■ **THE TASK**
Report how many lines in the records carry the string "counts", and give no further text.

■ **EXCERPTED DATA**
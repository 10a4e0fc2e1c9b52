//! Cycle-phase arithmetic and phase-based baseline predictions.
//!
//! Pure functions over calendar dates and symptom lists. The inference
//! engine doesn't depend on anything here; callers combine both when
//! rendering the dashboard.

use std::collections::HashMap;

use chrono::NaiveDate;
use miette::Diagnostic;
use serde::{Deserialize, Serialize};
use thiserror::Error;

/// Errors from cycle arithmetic.
#[derive(Debug, Error, Diagnostic)]
pub enum CycleError {
    #[error("invalid cycle length: {length}")]
    #[diagnostic(
        code(sakura::cycle::invalid_length),
        help("A cycle must be at least one day long. Typical values are 21 to 35.")
    )]
    InvalidCycleLength { length: u32 },
}

pub type CycleResult<T> = std::result::Result<T, CycleError>;

/// Days up to and including this one are follicular (after menstruation).
const FOLLICULAR_LAST_DAY: u32 = 13;
/// Days up to and including this one are the ovulation window.
const OVULATION_LAST_DAY: u32 = 16;

// ---------------------------------------------------------------------------
// Phase
// ---------------------------------------------------------------------------

/// A segment of the cycle, or the stable post-menopause state.
#[derive(Debug, Clone, Copy, PartialEq, Eq, Hash, Serialize, Deserialize)]
#[serde(rename_all = "kebab-case")]
pub enum Phase {
    Menstrual,
    Follicular,
    Ovulation,
    Luteal,
    PostMenopause,
}

impl Phase {
    /// Name for display.
    pub fn display_name(&self) -> &'static str {
        match self {
            Self::Menstrual => "Menstrual",
            Self::Follicular => "Follicular",
            Self::Ovulation => "Ovulation",
            Self::Luteal => "Luteal",
            Self::PostMenopause => "Post-Menopause",
        }
    }

    /// One-line guidance shown under the phase name.
    pub fn description(&self) -> &'static str {
        match self {
            Self::Menstrual => "Rest and self-care time. Your body is renewing itself.",
            Self::Follicular => "Energy is rising! Great time for new projects and creativity.",
            Self::Ovulation => "Peak energy and confidence! Perfect for important tasks.",
            Self::Luteal => "Time to slow down. Focus on completion and gentle activities.",
            Self::PostMenopause => {
                "Focus on overall wellbeing, stable energy, and consistent self-care. \
                 Cycle-based fluctuations are minimal."
            }
        }
    }

    /// Index used by the prediction service (`-1` for post-menopause).
    pub fn index(&self) -> i8 {
        match self {
            Self::Menstrual => 0,
            Self::Follicular => 1,
            Self::Ovulation => 2,
            Self::Luteal => 3,
            Self::PostMenopause => -1,
        }
    }
}

impl std::fmt::Display for Phase {
    fn fmt(&self, f: &mut std::fmt::Formatter<'_>) -> std::fmt::Result {
        f.write_str(self.display_name())
    }
}

/// Three-level mood expectation.
#[derive(Debug, Clone, Copy, PartialEq, Eq, Hash, Serialize, Deserialize)]
#[serde(rename_all = "lowercase")]
pub enum MoodLabel {
    Low,
    Neutral,
    High,
}

impl MoodLabel {
    /// Value used by the prediction service (1–3).
    pub fn score(&self) -> u8 {
        match self {
            Self::Low => 1,
            Self::Neutral => 2,
            Self::High => 3,
        }
    }

    pub fn label(&self) -> &'static str {
        match self {
            Self::Low => "low",
            Self::Neutral => "neutral",
            Self::High => "high",
        }
    }
}

impl std::fmt::Display for MoodLabel {
    fn fmt(&self, f: &mut std::fmt::Formatter<'_>) -> std::fmt::Result {
        f.write_str(self.label())
    }
}

// ---------------------------------------------------------------------------
// Calendar
// ---------------------------------------------------------------------------

/// Phase for a 1-based cycle day.
pub fn calculate_phase(cycle_day: u32, period_duration: u32, menopausal: bool) -> Phase {
    if menopausal {
        Phase::PostMenopause
    } else if cycle_day <= period_duration {
        Phase::Menstrual
    } else if cycle_day <= FOLLICULAR_LAST_DAY {
        Phase::Follicular
    } else if cycle_day <= OVULATION_LAST_DAY {
        Phase::Ovulation
    } else {
        Phase::Luteal
    }
}

/// 1-based day of the current cycle, wrapping every `cycle_length` days.
///
/// A start date in the future wraps backwards rather than going negative.
/// Post-menopause always reports day 1.
pub fn calculate_cycle_day(
    last_period_start: NaiveDate,
    today: NaiveDate,
    cycle_length: u32,
    menopausal: bool,
) -> CycleResult<u32> {
    if cycle_length == 0 {
        return Err(CycleError::InvalidCycleLength {
            length: cycle_length,
        });
    }
    if menopausal {
        return Ok(1);
    }
    let days = (today - last_period_start).num_days();
    let day = days.rem_euclid(i64::from(cycle_length)) + 1;
    Ok(day as u32)
}

// ---------------------------------------------------------------------------
// Predictions
// ---------------------------------------------------------------------------

fn has(symptoms: &[String], name: &str) -> bool {
    symptoms.iter().any(|s| s == name)
}

/// Expected mood for a phase, lowered by anxiety or fatigue.
pub fn predict_mood(phase: Phase, symptoms: &[String]) -> MoodLabel {
    let base = match phase {
        Phase::PostMenopause => return MoodLabel::Neutral,
        Phase::Menstrual | Phase::Luteal => MoodLabel::Low,
        Phase::Follicular | Phase::Ovulation => MoodLabel::High,
    };

    if has(symptoms, "anxiety") || has(symptoms, "fatigue") {
        // High steps down to Neutral and then again to Low.
        return MoodLabel::Low;
    }
    base
}

/// Expected energy (1–10) for a phase, reduced by fatigue and cramps.
pub fn predict_energy(phase: Phase, symptoms: &[String]) -> u8 {
    let mut energy: u8 = match phase {
        Phase::PostMenopause => return 7,
        Phase::Menstrual => 3,
        Phase::Follicular => 8,
        Phase::Ovulation => 9,
        Phase::Luteal => 4,
    };
    if has(symptoms, "fatigue") {
        energy = energy.saturating_sub(2).max(1);
    }
    if has(symptoms, "cramps") {
        energy = energy.saturating_sub(1).max(1);
    }
    energy
}

/// Expected focus (1–10) for a phase, reduced by headaches and anxiety.
pub fn predict_focus(phase: Phase, symptoms: &[String]) -> u8 {
    let mut focus: u8 = match phase {
        Phase::PostMenopause => return 7,
        Phase::Menstrual => 4,
        Phase::Follicular => 8,
        Phase::Ovulation => 9,
        Phase::Luteal => 5,
    };
    if has(symptoms, "headaches") {
        focus = focus.saturating_sub(2).max(1);
    }
    if has(symptoms, "anxiety") {
        focus = focus.saturating_sub(1).max(1);
    }
    focus
}

// ---------------------------------------------------------------------------
// History
// ---------------------------------------------------------------------------

/// One daily check-in.
#[derive(Debug, Clone, PartialEq, Serialize, Deserialize)]
pub struct DailyLog {
    pub phase: Phase,
    #[serde(default)]
    pub mood: Option<String>,
    #[serde(default)]
    pub energy: Option<f64>,
}

/// Pattern observed across past check-ins in one phase.
#[derive(Debug, Clone, PartialEq, Serialize, Deserialize)]
pub struct PhaseHistory {
    pub phase: Phase,
    pub log_count: usize,
    /// Mean energy rounded to one decimal. Missing or zero entries count as 5.
    pub avg_energy: f64,
    /// Most frequent mood; the earliest-seen wins ties.
    pub common_mood: Option<String>,
}

/// Minimum number of logs in a phase before a pattern is reported.
pub const MIN_HISTORY_LOGS: usize = 3;

/// Summarize past logs for `phase`. `None` below [`MIN_HISTORY_LOGS`].
pub fn analyze_history(phase: Phase, logs: &[DailyLog]) -> Option<PhaseHistory> {
    let relevant: Vec<&DailyLog> = logs.iter().filter(|log| log.phase == phase).collect();
    if relevant.len() < MIN_HISTORY_LOGS {
        return None;
    }

    let total: f64 = relevant
        .iter()
        .map(|log| log.energy.filter(|e| *e != 0.0).unwrap_or(5.0))
        .sum();
    let avg_energy = (total / relevant.len() as f64 * 10.0).round() / 10.0;

    let mut counts: HashMap<&str, usize> = HashMap::new();
    let mut order: Vec<&str> = Vec::new();
    for mood in relevant
        .iter()
        .filter_map(|log| log.mood.as_deref())
        .filter(|m| !m.is_empty())
    {
        let count = counts.entry(mood).or_insert(0);
        if *count == 0 {
            order.push(mood);
        }
        *count += 1;
    }
    let mut common_mood: Option<&str> = None;
    let mut best = 0;
    for mood in order {
        if counts[mood] > best {
            best = counts[mood];
            common_mood = Some(mood);
        }
    }

    Some(PhaseHistory {
        phase,
        log_count: relevant.len(),
        avg_energy,
        common_mood: common_mood.map(str::to_string),
    })
}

■ **RESPONSE**
4